We are an institution of higher learning. The consensus of climate scientists is that climate change is real and occurring rapidly. Divestment is an academic and ethical statement, not merely a political statement. Climate change is bigger than politics. It is a global issue that transcends race, class, gender, and age.
The University of Maine System’s investments are a reflection of its values, regardless of the political impacts of divestment. Currently, the University actively sponsors climate change by owning shares of fossil fuel companies. This damages the quality of life not only for University of Maine students, but for all life around the globe for thousands of years into the future.
This is not a matter of politics, it is a matter of a responsibility. Until The University of Maine System divests, it will be an active sponsor of climate change.
There are many things we can do to reduce our energy consumption and we should do these things, but we are not to blame for using fossil fuels when we have no alternative.
The fossil fuel industry is extremely wealthy and exerts a great influence over our government. Compared to renewable energy companies, fossil fuel industry groups spend 20-times more on lobbying and get 6-times more in federal subsidies.
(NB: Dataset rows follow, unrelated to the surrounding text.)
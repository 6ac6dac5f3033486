//! Manifest format detection and per-format metadata
//!
//! Each [`ConfigFormat`] variant is one supported manifest grammar. It carries
//! a file-name glob, the language it belongs to, its package-URL type and
//! whether several files of the format may coexist in one repository.

use std::fmt;
use std::str::FromStr;
use std::sync::LazyLock;

use glob::{MatchOptions, Pattern};
use serde::{Deserialize, Serialize};

use crate::error::Result;
use crate::parsers::conan::{ConanPyParser, ConanTxtParser};
use crate::parsers::conda::CondaParser;
use crate::parsers::csharp::CsharpParser;
use crate::parsers::go::GoParser;
use crate::parsers::gradle::{GradleDialect, GradleParser};
use crate::parsers::maven::MavenParser;
use crate::parsers::npm::{NpmLockParser, NpmParser};
use crate::parsers::php::{ComposerLockParser, ComposerParser};
use crate::parsers::python::{PipParser, PoetryLockParser, PoetryParser};
use crate::parsers::ruby::GemfileLockParser;
use crate::parsers::vcpkg::VcpkgParser;
use crate::parsers::{Parser, RawLib};

/// Supported manifest formats, in dispatch priority order.
///
/// Lock files come before the manifest of the same ecosystem so that the
/// first match for a path is always the most precise one.
#[derive(Debug, Clone, Copy, PartialEq, Eq, Hash, PartialOrd, Ord, Serialize, Deserialize)]
#[serde(rename_all = "snake_case")]
pub enum ConfigFormat {
    CConanPy,
    CConanTxt,
    CppConanPy,
    CppConanTxt,
    CppVcpkg,
    CsharpNuget,
    GoModules,
    JavaGradle,
    JavaMaven,
    JavascriptNpmLock,
    JavascriptNpm,
    KotlinGradle,
    PhpComposerLock,
    PhpComposer,
    PythonConda,
    PythonPip,
    PythonPoetryLock,
    PythonPoetry,
    RubyGemsLock,
}

const MATCH_OPTIONS: MatchOptions = MatchOptions {
    case_sensitive: true,
    require_literal_separator: true,
    require_literal_leading_dot: false,
};

/// Compiled globs, indexed like [`ConfigFormat::ALL`]
static PATTERNS: LazyLock<Vec<Pattern>> = LazyLock::new(|| {
    ConfigFormat::ALL
        .iter()
        .map(|format| Pattern::new(format.file_name_glob()).expect("valid file name glob"))
        .collect()
});

impl ConfigFormat {
    /// Every format, in dispatch priority order.
    pub const ALL: [ConfigFormat; 19] = [
        ConfigFormat::CConanPy,
        ConfigFormat::CConanTxt,
        ConfigFormat::CppConanPy,
        ConfigFormat::CppConanTxt,
        ConfigFormat::CppVcpkg,
        ConfigFormat::CsharpNuget,
        ConfigFormat::GoModules,
        ConfigFormat::JavaGradle,
        ConfigFormat::JavaMaven,
        ConfigFormat::JavascriptNpmLock,
        ConfigFormat::JavascriptNpm,
        ConfigFormat::KotlinGradle,
        ConfigFormat::PhpComposerLock,
        ConfigFormat::PhpComposer,
        ConfigFormat::PythonConda,
        ConfigFormat::PythonPip,
        ConfigFormat::PythonPoetryLock,
        ConfigFormat::PythonPoetry,
        ConfigFormat::RubyGemsLock,
    ];

    /// Stable identifier used in config files, reports and on the command line.
    pub fn id(self) -> &'static str {
        match self {
            ConfigFormat::CConanPy => "c_conan_py",
            ConfigFormat::CConanTxt => "c_conan_txt",
            ConfigFormat::CppConanPy => "cpp_conan_py",
            ConfigFormat::CppConanTxt => "cpp_conan_txt",
            ConfigFormat::CppVcpkg => "cpp_vcpkg",
            ConfigFormat::CsharpNuget => "csharp_nuget",
            ConfigFormat::GoModules => "go_modules",
            ConfigFormat::JavaGradle => "java_gradle",
            ConfigFormat::JavaMaven => "java_maven",
            ConfigFormat::JavascriptNpmLock => "javascript_npm_lock",
            ConfigFormat::JavascriptNpm => "javascript_npm",
            ConfigFormat::KotlinGradle => "kotlin_gradle",
            ConfigFormat::PhpComposerLock => "php_composer_lock",
            ConfigFormat::PhpComposer => "php_composer",
            ConfigFormat::PythonConda => "python_conda",
            ConfigFormat::PythonPip => "python_pip",
            ConfigFormat::PythonPoetryLock => "python_poetry_lock",
            ConfigFormat::PythonPoetry => "python_poetry",
            ConfigFormat::RubyGemsLock => "ruby_gems_lock",
        }
    }

    pub fn file_name_glob(self) -> &'static str {
        match self {
            ConfigFormat::CConanPy | ConfigFormat::CppConanPy => "conanfile.py",
            ConfigFormat::CConanTxt | ConfigFormat::CppConanTxt => "conanfile.txt",
            ConfigFormat::CppVcpkg => "vcpkg.json",
            ConfigFormat::CsharpNuget => "*.csproj",
            ConfigFormat::GoModules => "go.mod",
            ConfigFormat::JavaGradle => "build.gradle",
            ConfigFormat::JavaMaven => "pom.xml",
            ConfigFormat::JavascriptNpmLock => "package-lock.json",
            ConfigFormat::JavascriptNpm => "package.json",
            ConfigFormat::KotlinGradle => "build.gradle.kts",
            ConfigFormat::PhpComposerLock => "composer.lock",
            ConfigFormat::PhpComposer => "composer.json",
            ConfigFormat::PythonConda => "environment.yml",
            ConfigFormat::PythonPip => "*requirements*.txt",
            ConfigFormat::PythonPoetryLock => "poetry.lock",
            ConfigFormat::PythonPoetry => "pyproject.toml",
            ConfigFormat::RubyGemsLock => "Gemfile.lock",
        }
    }

    pub fn lang_name(self) -> &'static str {
        match self {
            ConfigFormat::CConanPy | ConfigFormat::CConanTxt => "C",
            ConfigFormat::CppConanPy | ConfigFormat::CppConanTxt | ConfigFormat::CppVcpkg => "C++",
            ConfigFormat::CsharpNuget => "C#",
            ConfigFormat::GoModules => "Go",
            ConfigFormat::JavaGradle | ConfigFormat::JavaMaven => "Java",
            ConfigFormat::JavascriptNpmLock | ConfigFormat::JavascriptNpm => "JavaScript",
            ConfigFormat::KotlinGradle => "Kotlin",
            ConfigFormat::PhpComposerLock | ConfigFormat::PhpComposer => "PHP",
            ConfigFormat::PythonConda
            | ConfigFormat::PythonPip
            | ConfigFormat::PythonPoetryLock
            | ConfigFormat::PythonPoetry => "Python",
            ConfigFormat::RubyGemsLock => "Ruby",
        }
    }

    /// Package-URL type of the ecosystem the format's libraries come from.
    pub fn purl_type(self) -> &'static str {
        match self {
            ConfigFormat::CConanPy
            | ConfigFormat::CConanTxt
            | ConfigFormat::CppConanPy
            | ConfigFormat::CppConanTxt => "conan",
            ConfigFormat::CppVcpkg => "generic",
            ConfigFormat::CsharpNuget => "nuget",
            ConfigFormat::GoModules => "golang",
            ConfigFormat::JavaGradle | ConfigFormat::JavaMaven | ConfigFormat::KotlinGradle => {
                "maven"
            }
            ConfigFormat::JavascriptNpmLock | ConfigFormat::JavascriptNpm => "npm",
            ConfigFormat::PhpComposerLock | ConfigFormat::PhpComposer => "composer",
            ConfigFormat::PythonConda => "conda",
            ConfigFormat::PythonPip | ConfigFormat::PythonPoetryLock | ConfigFormat::PythonPoetry => {
                "pypi"
            }
            ConfigFormat::RubyGemsLock => "gem",
        }
    }

    /// Whether every matching file in a repository is parsed, not just one.
    pub fn supports_multiple_files(self) -> bool {
        matches!(self, ConfigFormat::PythonPip)
    }

    /// Match the file name at the end of a repository-relative `path`.
    ///
    /// Case sensitive; file names starting with a dot are matched like any other.
    pub fn matches(self, path: &str) -> bool {
        let file_name = path.rsplit(['/', '\\']).next().unwrap_or(path);
        PATTERNS[self as usize].matches_with(file_name, MATCH_OPTIONS)
    }

    /// Extract raw library candidates from sanitized file content.
    pub fn extract(self, content: &str) -> Result<Vec<RawLib>> {
        self.parser().parse(content)
    }

    fn parser(self) -> Box<dyn Parser> {
        match self {
            ConfigFormat::CConanPy | ConfigFormat::CppConanPy => Box::new(ConanPyParser::new()),
            ConfigFormat::CConanTxt | ConfigFormat::CppConanTxt => Box::new(ConanTxtParser::new()),
            ConfigFormat::CppVcpkg => Box::new(VcpkgParser::new()),
            ConfigFormat::CsharpNuget => Box::new(CsharpParser::new()),
            ConfigFormat::GoModules => Box::new(GoParser::new()),
            ConfigFormat::JavaGradle => Box::new(GradleParser::new(GradleDialect::Groovy)),
            ConfigFormat::JavaMaven => Box::new(MavenParser::new()),
            ConfigFormat::JavascriptNpmLock => Box::new(NpmLockParser::new()),
            ConfigFormat::JavascriptNpm => Box::new(NpmParser::new()),
            ConfigFormat::KotlinGradle => Box::new(GradleParser::new(GradleDialect::Kotlin)),
            ConfigFormat::PhpComposerLock => Box::new(ComposerLockParser::new()),
            ConfigFormat::PhpComposer => Box::new(ComposerParser::new()),
            ConfigFormat::PythonConda => Box::new(CondaParser::new()),
            ConfigFormat::PythonPip => Box::new(PipParser::new()),
            ConfigFormat::PythonPoetryLock => Box::new(PoetryLockParser::new()),
            ConfigFormat::PythonPoetry => Box::new(PoetryParser::new()),
            ConfigFormat::RubyGemsLock => Box::new(GemfileLockParser::new()),
        }
    }
}

impl fmt::Display for ConfigFormat {
    fn fmt(&self, f: &mut fmt::Formatter<'_>) -> fmt::Result {
        f.write_str(self.id())
    }
}

/// Error for an unrecognized format identifier
#[derive(Debug, Clone, PartialEq, Eq, thiserror::Error)]
#[error("unknown manifest format `{0}`")]
pub struct UnknownFormat(pub String);

impl FromStr for ConfigFormat {
    type Err = UnknownFormat;

    fn from_str(s: &str) -> std::result::Result<Self, Self::Err> {
        ConfigFormat::ALL
            .into_iter()
            .find(|format| format.id() == s)
            .ok_or_else(|| UnknownFormat(s.to_string()))
    }
}

#[cfg(test)]
mod tests {
    use super::*;

    #[test]
    fn test_all_is_in_declaration_order() {
        for (idx, format) in ConfigFormat::ALL.iter().enumerate() {
            assert_eq!(*format as usize, idx, "{format} out of order");
        }
    }

    #[test]
    fn test_ids_round_trip_and_match_serde() {
        for format in ConfigFormat::ALL {
            assert_eq!(format.id().parse::<ConfigFormat>(), Ok(format));
            assert_eq!(
                serde_json::to_value(format).unwrap(),
                serde_json::Value::String(format.id().to_string())
            );
        }
        assert!("cargo".parse::<ConfigFormat>().is_err());
    }

    #[test]
    fn test_matches_exact_names() {
        assert!(ConfigFormat::GoModules.matches("go.mod"));
        assert!(ConfigFormat::GoModules.matches("services/api/go.mod"));
        assert!(!ConfigFormat::GoModules.matches("go.sum"));
        assert!(ConfigFormat::RubyGemsLock.matches("Gemfile.lock"));
        assert!(!ConfigFormat::RubyGemsLock.matches("gemfile.lock"));
    }

    #[test]
    fn test_matches_wildcards() {
        assert!(ConfigFormat::CsharpNuget.matches("src/App/App.csproj"));
        assert!(ConfigFormat::PythonPip.matches("requirements.txt"));
        assert!(ConfigFormat::PythonPip.matches("requirements-dev.txt"));
        assert!(ConfigFormat::PythonPip.matches("deploy/dev-requirements.txt"));
        assert!(!ConfigFormat::PythonPip.matches("requirements/base.txt"));
        assert!(!ConfigFormat::PythonPip.matches("requirements.in"));
    }

    #[test]
    fn test_matches_dotfiles() {
        assert!(ConfigFormat::PythonPip.matches(".requirements.txt"));
        assert!(ConfigFormat::CsharpNuget.matches(".hidden.csproj"));
    }

    #[test]
    fn test_lock_file_does_not_match_manifest_glob() {
        assert!(!ConfigFormat::JavascriptNpm.matches("package-lock.json"));
        assert!(!ConfigFormat::JavaGradle.matches("build.gradle.kts"));
        assert!(!ConfigFormat::KotlinGradle.matches("build.gradle"));
    }

    #[test]
    fn test_only_pip_supports_multiple_files() {
        let multi: Vec<_> = ConfigFormat::ALL
            .into_iter()
            .filter(|f| f.supports_multiple_files())
            .collect();
        assert_eq!(multi, vec![ConfigFormat::PythonPip]);
    }

    #[test]
    fn test_metadata() {
        assert_eq!(ConfigFormat::CppVcpkg.lang_name(), "C++");
        assert_eq!(ConfigFormat::CppVcpkg.purl_type(), "generic");
        assert_eq!(ConfigFormat::KotlinGradle.purl_type(), "maven");
        assert_eq!(ConfigFormat::RubyGemsLock.purl_type(), "gem");
        assert_eq!(ConfigFormat::GoModules.purl_type(), "golang");
    }

    #[test]
    fn test_extract_dispatches_to_parser() {
        let libs = ConfigFormat::GoModules
            .extract("require golang.org/x/mod v0.15.0\n")
            .unwrap();
        assert_eq!(libs, vec![RawLib::new("golang.org/x/mod", "v0.15.0")]);
    }
}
By making huge contributions to candidates, the fossil fuel industry exerts significant control over national policy. They work to block carbon controls in Congress, and continue to aggressively fund climate skeptics.
We are not advocating for a world without energy. Fossil fuels have powered the modern world and led to incredible advances. We want to live in a modern world, just not one that is polluted, unsustainable and ethically abusive. Divestment is about making this a fair fight, so that alternatives to fossil fuels can flourish and consumers can choose clean renewable energy.